use chrono::{DateTime, Utc};
use serde::{Deserialize, Serialize};
use std::fmt;
use uuid::Uuid;

use crate::call::{Call, CallId, CallStatus, MediaKind, UserId};
use crate::error::Result;

/// Unique identity of one signaling message, used for receiver-side dedup.
#[derive(Debug, Clone, Copy, PartialEq, Eq, Hash, Serialize, Deserialize)]
#[serde(transparent)]
pub struct MessageId(Uuid);

impl MessageId {
    pub fn new() -> Self {
        Self(Uuid::new_v4())
    }
}

impl Default for MessageId {
    fn default() -> Self {
        Self::new()
    }
}

impl fmt::Display for MessageId {
    fn fmt(&self, f: &mut fmt::Formatter<'_>) -> fmt::Result {
        self.0.fmt(f)
    }
}

#[derive(Debug, Clone, Copy, PartialEq, Eq, Serialize, Deserialize)]
#[serde(rename_all = "snake_case")]
pub enum SdpKind {
    Offer,
    Answer,
    Pranswer,
    Rollback,
}

/// Session description as produced by the native negotiation primitive.
/// The `sdp` body is never interpreted outside the peer-connection adapter.
#[derive(Debug, Clone, PartialEq, Eq, Serialize, Deserialize)]
pub struct SessionDescription {
    pub kind: SdpKind,
    pub sdp: String,
}

impl SessionDescription {
    pub fn offer(sdp: impl Into<String>) -> Self {
        Self {
            kind: SdpKind::Offer,
            sdp: sdp.into(),
        }
    }

    pub fn answer(sdp: impl Into<String>) -> Self {
        Self {
            kind: SdpKind::Answer,
            sdp: sdp.into(),
        }
    }
}

/// A trickled network path candidate.
#[derive(Debug, Clone, PartialEq, Eq, Serialize, Deserialize)]
pub struct IceCandidate {
    pub candidate: String,
    #[serde(default)]
    pub sdp_mid: Option<String>,
    #[serde(default)]
    pub sdp_mline_index: Option<u16>,
}

/// Closed set of signaling payloads exchanged between two peers.
#[derive(Debug, Clone, PartialEq, Eq, Serialize, Deserialize)]
#[serde(tag = "kind", content = "body", rename_all = "snake_case")]
pub enum SignalPayload {
    /// Caller announces a new call.
    Invite { media_kind: MediaKind },
    /// Receiver accepted; the caller may now send the initial offer.
    Accept,
    /// Receiver declined a ringing call.
    Reject { reason: Option<String> },
    /// Either side hung up.
    Hangup,
    Offer(SessionDescription),
    Answer(SessionDescription),
    IceCandidate(IceCandidate),
    RenegotiationOffer(SessionDescription),
    RenegotiationAnswer(SessionDescription),
    /// The sender gave up on the call (ICE failure, transport failure).
    CallFailed { reason: String },
    /// Sender's current media composition.
    MediaState { video: bool, audio: bool, screen: bool },
}

/// Flat discriminant of [`SignalPayload`], handy for logging and storage.
#[derive(Debug, Clone, Copy, PartialEq, Eq, Hash)]
pub enum SignalKind {
    Invite,
    Accept,
    Reject,
    Hangup,
    Offer,
    Answer,
    IceCandidate,
    RenegotiationOffer,
    RenegotiationAnswer,
    CallFailed,
    MediaState,
}

impl SignalKind {
    pub fn as_str(self) -> &'static str {
        match self {
            SignalKind::Invite => "invite",
            SignalKind::Accept => "accept",
            SignalKind::Reject => "reject",
            SignalKind::Hangup => "hangup",
            SignalKind::Offer => "offer",
            SignalKind::Answer => "answer",
            SignalKind::IceCandidate => "ice_candidate",
            SignalKind::RenegotiationOffer => "renegotiation_offer",
            SignalKind::RenegotiationAnswer => "renegotiation_answer",
            SignalKind::CallFailed => "call_failed",
            SignalKind::MediaState => "media_state",
        }
    }

    /// Kinds that mutate negotiation state and need a session to be applied.
    pub fn is_negotiation(self) -> bool {
        matches!(
            self,
            SignalKind::Offer
                | SignalKind::Answer
                | SignalKind::IceCandidate
                | SignalKind::RenegotiationOffer
                | SignalKind::RenegotiationAnswer
        )
    }
}

impl fmt::Display for SignalKind {
    fn fmt(&self, f: &mut fmt::Formatter<'_>) -> fmt::Result {
        f.write_str(self.as_str())
    }
}

impl SignalPayload {
    pub fn kind(&self) -> SignalKind {
        match self {
            SignalPayload::Invite { .. } => SignalKind::Invite,
            SignalPayload::Accept => SignalKind::Accept,
            SignalPayload::Reject { .. } => SignalKind::Reject,
            SignalPayload::Hangup => SignalKind::Hangup,
            SignalPayload::Offer(_) => SignalKind::Offer,
            SignalPayload::Answer(_) => SignalKind::Answer,
            SignalPayload::IceCandidate(_) => SignalKind::IceCandidate,
            SignalPayload::RenegotiationOffer(_) => SignalKind::RenegotiationOffer,
            SignalPayload::RenegotiationAnswer(_) => SignalKind::RenegotiationAnswer,
            SignalPayload::CallFailed { .. } => SignalKind::CallFailed,
            SignalPayload::MediaState { .. } => SignalKind::MediaState,
        }
    }
}

/// One unit of signaling traffic between exactly two users.
#[derive(Debug, Clone, PartialEq, Eq, Serialize, Deserialize)]
pub struct SignalingMessage {
    pub id: MessageId,
    pub call_id: CallId,
    pub from_user_id: UserId,
    pub to_user_id: UserId,
    /// For answers: the offer message this answers.
    #[serde(default)]
    pub reply_to: Option<MessageId>,
    pub payload: SignalPayload,
    /// Set once the receiver consumed the message.
    #[serde(default)]
    pub processed: bool,
    pub sent_at: DateTime<Utc>,
}

impl SignalingMessage {
    pub fn new(
        call_id: CallId,
        from_user_id: impl Into<UserId>,
        to_user_id: impl Into<UserId>,
        payload: SignalPayload,
    ) -> Self {
        Self {
            id: MessageId::new(),
            call_id,
            from_user_id: from_user_id.into(),
            to_user_id: to_user_id.into(),
            reply_to: None,
            payload,
            processed: false,
            sent_at: Utc::now(),
        }
    }

    pub fn in_reply_to(mut self, id: MessageId) -> Self {
        self.reply_to = Some(id);
        self
    }

    pub fn kind(&self) -> SignalKind {
        self.payload.kind()
    }
}

/// Frames exchanged between a client and the signaling gateway.
#[derive(Debug, Clone, Serialize, Deserialize)]
#[serde(tag = "type", content = "payload")]
pub enum GatewayFrame {
    /// Client binds its connection to a user id. Must be the first frame.
    Bind { user_id: UserId },
    /// Gateway confirms the bind.
    Bound { user_id: UserId },
    /// A signaling message, in either direction.
    Signal(SignalingMessage),
    /// Gateway could not deliver a message because the target is offline.
    Undeliverable {
        message_id: MessageId,
        call_id: CallId,
        to_user_id: UserId,
    },
    /// A call record involving the bound user changed.
    CallUpdated(Call),
    /// Generic error from the gateway.
    Error { message: String },
}

impl GatewayFrame {
    pub fn encode(&self) -> Result<String> {
        Ok(serde_json::to_string(self)?)
    }

    pub fn decode(text: &str) -> Result<Self> {
        Ok(serde_json::from_str(text)?)
    }
}

// Gateway HTTP bodies

#[derive(Debug, Clone, Serialize, Deserialize)]
pub struct CreateCallRequest {
    pub caller_id: UserId,
    pub receiver_id: UserId,
    pub media_kind: MediaKind,
}

#[derive(Debug, Clone, Serialize, Deserialize)]
pub struct StatusUpdateRequest {
    pub status: CallStatus,
}

#[derive(Debug, Clone, Serialize, Deserialize)]
pub struct PresenceResponse {
    pub user_id: UserId,
    pub online: bool,
}

#[derive(Debug, Clone, Serialize, Deserialize)]
pub struct ErrorResponse {
    pub error: String,
}

#[cfg(test)]
mod tests {
    use super::*;

    #[test]
    fn test_payload_kind_tags() {
        let msg = SignalingMessage::new(
            CallId::new(),
            "alice",
            "bob",
            SignalPayload::Offer(SessionDescription::offer("v=0")),
        );
        let json = serde_json::to_value(&msg).unwrap();
        assert_eq!(json["payload"]["kind"], "offer");
        assert_eq!(json["payload"]["body"]["sdp"], "v=0");
        assert_eq!(msg.kind(), SignalKind::Offer);
        assert!(msg.kind().is_negotiation());
    }

    #[test]
    fn test_unit_payloads_parse() {
        let raw = format!(
            r#"{{"id":"{}","call_id":"{}","from_user_id":"a","to_user_id":"b","payload":{{"kind":"hangup"}},"sent_at":"2024-01-01T00:00:00Z"}}"#,
            Uuid::new_v4(),
            Uuid::new_v4()
        );
        let msg: SignalingMessage = serde_json::from_str(&raw).unwrap();
        assert_eq!(msg.payload, SignalPayload::Hangup);
        assert!(!msg.processed);
        assert!(msg.reply_to.is_none());
    }

    #[test]
    fn test_gateway_frame_shape() {
        let frame = GatewayFrame::Bind {
            user_id: "alice".into(),
        };
        let json = frame.encode().unwrap();
        assert_eq!(json, r#"{"type":"Bind","payload":{"user_id":"alice"}}"#);
        assert!(matches!(
            GatewayFrame::decode(&json),
            Ok(GatewayFrame::Bind { user_id }) if user_id == "alice"
        ));
    }

    #[test]
    fn test_malformed_frame_is_a_frame_error() {
        assert!(matches!(
            GatewayFrame::decode(r#"{"type":"Teleport"}"#),
            Err(crate::Error::Frame(_))
        ));
    }

    #[test]
    fn test_lifecycle_kinds_are_not_negotiation() {
        assert!(!SignalKind::Invite.is_negotiation());
        assert!(!SignalKind::Hangup.is_negotiation());
        assert!(!SignalKind::MediaState.is_negotiation());
        assert!(SignalKind::IceCandidate.is_negotiation());
    }
}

- - -

### Requirement
For every line above that includes the word "CallStatus", return the line.

### Solution for this exercise
use crate::call::{Call, CallId, CallStatus, MediaKind, UserId};
    pub status: CallStatus,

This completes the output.